I have a requirement to fulfill related to Drive mapping through GPO.

We have a domain (let's call it contoso.com). Under contoso, we have an OU "InfraComputers" where there are 1000s of Server's Computers Objects Under contoso, we have multiple OUs named NorthAmerica, Europe, Asia, and these OUs have multiple Sub OUs for each site. These Sub OUs have User Objects

The requirement is to Drive Maps to only these 2 Servers (let's call them ServerA & ServerB) so no matter which user logs in to these 2 Servers, they should see Network Drives mapped using GPO

Note: The Drive Maps should not happen on any other servers.
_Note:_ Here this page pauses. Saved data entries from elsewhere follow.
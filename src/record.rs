//! # Measurement Records
//!
//! The host pipeline's data model as seen by the moving average transform.
//!
//! A [`MetricRecord`] is one observation of a time series: a [`MetricIdentity`]
//! naming the series plus an ordered list of [`DataSource`]s. Each data source
//! carries a name and a typed [`Value`]; the variant of the value is the data
//! source's [`DataSourceKind`].
//!
//! The shape of a record (how many data sources, in which order) is fixed per
//! metric identity. Transforms rely on this to correlate slot `i` of one record
//! with slot `i` of the next record of the same series.
//!
//! All types are `serde`-serializable so hosts can exchange records as JSON:
//!
//! ```rust
//! use sma_target::record::{DataSource, MetricIdentity, MetricRecord};
//!
//! let record = MetricRecord::new(MetricIdentity::new("web01", "interface", "if_octets"))
//!   .with_source(DataSource::gauge("rx", 1200.0))
//!   .with_source(DataSource::gauge("tx", 800.0));
//!
//! let json = serde_json::to_string(&record).unwrap();
//! let back: MetricRecord = serde_json::from_str(&json).unwrap();
//! assert_eq!(record, back);
//! ```

use serde::{Deserialize, Serialize};
use std::fmt;

/// Identifies one logical time series.
///
/// Two records belong to the same series exactly when their identities are equal.
#[derive(Debug, Clone, PartialEq, Eq, Hash, Default, Serialize, Deserialize)]
pub struct MetricIdentity {
  /// Host the measurement was taken on.
  pub host: String,
  /// Plugin that produced the measurement.
  pub plugin: String,
  /// Optional plugin instance (e.g. an interface name).
  #[serde(default)]
  pub plugin_instance: String,
  /// Type of the measurement, which fixes the data source layout.
  #[serde(rename = "type")]
  pub type_name: String,
  /// Optional type instance.
  #[serde(default)]
  pub type_instance: String,
}

impl MetricIdentity {
  /// Creates an identity with empty plugin and type instances.
  pub fn new(
    host: impl Into<String>,
    plugin: impl Into<String>,
    type_name: impl Into<String>,
  ) -> Self {
    Self {
      host: host.into(),
      plugin: plugin.into(),
      plugin_instance: String::new(),
      type_name: type_name.into(),
      type_instance: String::new(),
    }
  }

  /// Sets the plugin instance.
  pub fn with_plugin_instance(mut self, plugin_instance: impl Into<String>) -> Self {
    self.plugin_instance = plugin_instance.into();
    self
  }

  /// Sets the type instance.
  pub fn with_type_instance(mut self, type_instance: impl Into<String>) -> Self {
    self.type_instance = type_instance.into();
    self
  }
}

impl fmt::Display for MetricIdentity {
  fn fmt(&self, f: &mut fmt::Formatter<'_>) -> fmt::Result {
    write!(f, "{}/{}", self.host, self.plugin)?;
    if !self.plugin_instance.is_empty() {
      write!(f, "-{}", self.plugin_instance)?;
    }
    write!(f, "/{}", self.type_name)?;
    if !self.type_instance.is_empty() {
      write!(f, "-{}", self.type_instance)?;
    }
    Ok(())
  }
}

/// The kind of a data source.
///
/// Only [`DataSourceKind::Gauge`] holds an instantaneous value that can be
/// meaningfully averaged. The other kinds are cumulative or rate-derived.
#[derive(Debug, Clone, Copy, PartialEq, Eq, Hash, Serialize, Deserialize)]
#[serde(rename_all = "lowercase")]
pub enum DataSourceKind {
  /// Instantaneous floating point value.
  Gauge,
  /// Monotonically increasing unsigned counter.
  Counter,
  /// Signed counter that may be reset.
  Derive,
  /// Counter that is reset on every read.
  Absolute,
}

impl fmt::Display for DataSourceKind {
  fn fmt(&self, f: &mut fmt::Formatter<'_>) -> fmt::Result {
    let name = match self {
      DataSourceKind::Gauge => "gauge",
      DataSourceKind::Counter => "counter",
      DataSourceKind::Derive => "derive",
      DataSourceKind::Absolute => "absolute",
    };
    f.write_str(name)
  }
}

/// A typed data source value.
#[derive(Debug, Clone, Copy, PartialEq, Serialize, Deserialize)]
#[serde(rename_all = "lowercase")]
pub enum Value {
  /// Gauge reading.
  Gauge(f64),
  /// Counter reading.
  Counter(u64),
  /// Derive reading.
  Derive(i64),
  /// Absolute reading.
  Absolute(u64),
}

impl Value {
  /// Returns the kind of this value.
  pub fn kind(&self) -> DataSourceKind {
    match self {
      Value::Gauge(_) => DataSourceKind::Gauge,
      Value::Counter(_) => DataSourceKind::Counter,
      Value::Derive(_) => DataSourceKind::Derive,
      Value::Absolute(_) => DataSourceKind::Absolute,
    }
  }

  /// Returns the gauge reading, or `None` for every other kind.
  pub fn as_gauge(&self) -> Option<f64> {
    match self {
      Value::Gauge(value) => Some(*value),
      _ => None,
    }
  }
}

/// One named field of a record.
#[derive(Debug, Clone, PartialEq, Serialize, Deserialize)]
pub struct DataSource {
  /// Data source name, e.g. `"value"`, `"rx"` or `"tx"`.
  pub name: String,
  /// Current value.
  pub value: Value,
}

impl DataSource {
  /// Creates a data source.
  pub fn new(name: impl Into<String>, value: Value) -> Self {
    Self {
      name: name.into(),
      value,
    }
  }

  /// Creates a gauge data source.
  pub fn gauge(name: impl Into<String>, value: f64) -> Self {
    Self::new(name, Value::Gauge(value))
  }

  /// Creates a counter data source.
  pub fn counter(name: impl Into<String>, value: u64) -> Self {
    Self::new(name, Value::Counter(value))
  }

  /// Returns the kind of this data source.
  pub fn kind(&self) -> DataSourceKind {
    self.value.kind()
  }
}

/// A single observation of a metric series.
#[derive(Debug, Clone, PartialEq, Serialize, Deserialize)]
pub struct MetricRecord {
  /// The series this record belongs to.
  pub identity: MetricIdentity,
  /// Data sources in slot order.
  pub sources: Vec<DataSource>,
}

impl MetricRecord {
  /// Creates a record without data sources.
  pub fn new(identity: MetricIdentity) -> Self {
    Self {
      identity,
      sources: Vec::new(),
    }
  }

  /// Appends a data source as the next slot.
  pub fn with_source(mut self, source: DataSource) -> Self {
    self.sources.push(source);
    self
  }

  /// Number of data source slots.
  pub fn len(&self) -> usize {
    self.sources.len()
  }

  /// Returns `true` if the record has no data sources.
  pub fn is_empty(&self) -> bool {
    self.sources.is_empty()
  }

  /// Looks up a data source value by exact name.
  pub fn value(&self, name: &str) -> Option<Value> {
    self
      .sources
      .iter()
      .find(|source| source.name == name)
      .map(|source| source.value)
  }
}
My understanding is the following:

1. Create a GPO and link it to InfraComputers
2. Remove Authenticated Users from Security Filtering and add these 2 Computer Objects
3. Create the Drive Mapping with appropriate Shares Paths
4. Since Drive Mapping is User Configuration and won't apply to Computers unless Loopback is enabled. So I plan to Enable Loopback with Merge Mode

I am trying to understand if this is a good way to implement Drive Mapping through GPO to few Servers? OR if there is a flaw in this approach? Also if there is a better way to map Drives

Answer 1

That's a fine plan, with one exception:

Because you're using these drive mappings for the users logging onto these servers and will be configuring these drive mappings under User Configuration in the GPO, you need to include the users in the Security Filtering of the GPO. If you intend this so apply to all/any users then simply add the Domain Users group to the Security Filtering of the GPO, along with the computer accounts for these two servers.